*** Opening Dataset records ***
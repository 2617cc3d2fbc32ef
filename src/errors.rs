use axum::{http::StatusCode, response::IntoResponse, Json};
use serde_json::json;
use thiserror::Error;

/// Failures that callers of the query pipeline need to tell apart
#[derive(Debug, Error)]
pub enum RagError {
    #[error("GEMINI API key not configured")]
    MissingApiKey,
    #[error("Vector store not found. Please process documents first.")]
    VectorStoreNotFound,
    #[error(transparent)]
    Other(#[from] anyhow::Error),
}

#[derive(Debug, Error)]
pub enum ApiError {
    #[error("bad request: {0}")]
    BadRequest(String),
    #[error("not found: {0}")]
    NotFound(String),
    #[error("internal error: {0}")]
    Internal(String),
}

impl ApiError {
    pub fn internal<E: std::fmt::Display>(err: E) -> Self {
        ApiError::Internal(err.to_string())
    }
}

impl From<RagError> for ApiError {
    fn from(err: RagError) -> Self {
        match err {
            RagError::VectorStoreNotFound => ApiError::NotFound(err.to_string()),
            RagError::MissingApiKey => ApiError::Internal(err.to_string()),
            RagError::Other(e) => ApiError::Internal(format!("{:#}", e)),
        }
    }
}

impl IntoResponse for ApiError {
    fn into_response(self) -> axum::response::Response {
        let (status, message) = match self {
            ApiError::BadRequest(msg) => (StatusCode::BAD_REQUEST, msg),
            ApiError::NotFound(msg) => (StatusCode::NOT_FOUND, msg),
            ApiError::Internal(msg) => (StatusCode::INTERNAL_SERVER_ERROR, msg),
        };

        let body = Json(json!({ "detail": message }));
        (status, body).into_response()
    }
}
*** Closing Dataset records ***
(Work order)
The whole listing needs copying. Write it out exactly.

(Written reply)
repository 2617cc3d2fbc32ef
filename src/errors.rs
use axum::{http::StatusCode, response::IntoResponse, Json};
use serde_json::json;
use thiserror::Error;

/// Failures that callers of the query pipeline need to tell apart
#[derive(Debug, Error)]
pub enum RagError {
    #[error("GEMINI API key not configured")]
    MissingApiKey,
    #[error("Vector store not found. Please process documents first.")]
    VectorStoreNotFound,
    #[error(transparent)]
    Other(#[from] anyhow::Error),
}

#[derive(Debug, Error)]
pub enum ApiError {
    #[error("bad request: {0}")]
    BadRequest(String),
    #[error("not found: {0}")]
    NotFound(String),
    #[error("internal error: {0}")]
    Internal(String),
}

impl ApiError {
    pub fn internal<E: std::fmt::Display>(err: E) -> Self {
        ApiError::Internal(err.to_string())
    }
}

impl From<RagError> for ApiError {
    fn from(err: RagError) -> Self {
        match err {
            RagError::VectorStoreNotFound => ApiError::NotFound(err.to_string()),
            RagError::MissingApiKey => ApiError::Internal(err.to_string()),
            RagError::Other(e) => ApiError::Internal(format!("{:#}", e)),
        }
    }
}

impl IntoResponse for ApiError {
    fn into_response(self) -> axum::response::Response {
        let (status, message) = match self {
            ApiError::BadRequest(msg) => (StatusCode::BAD_REQUEST, msg),
            ApiError::NotFound(msg) => (StatusCode::NOT_FOUND, msg),
            ApiError::Internal(msg) => (StatusCode::INTERNAL_SERVER_ERROR, msg),
        };

        let body = Json(json!({ "detail": message }));
        (status, body).into_response()
    }
}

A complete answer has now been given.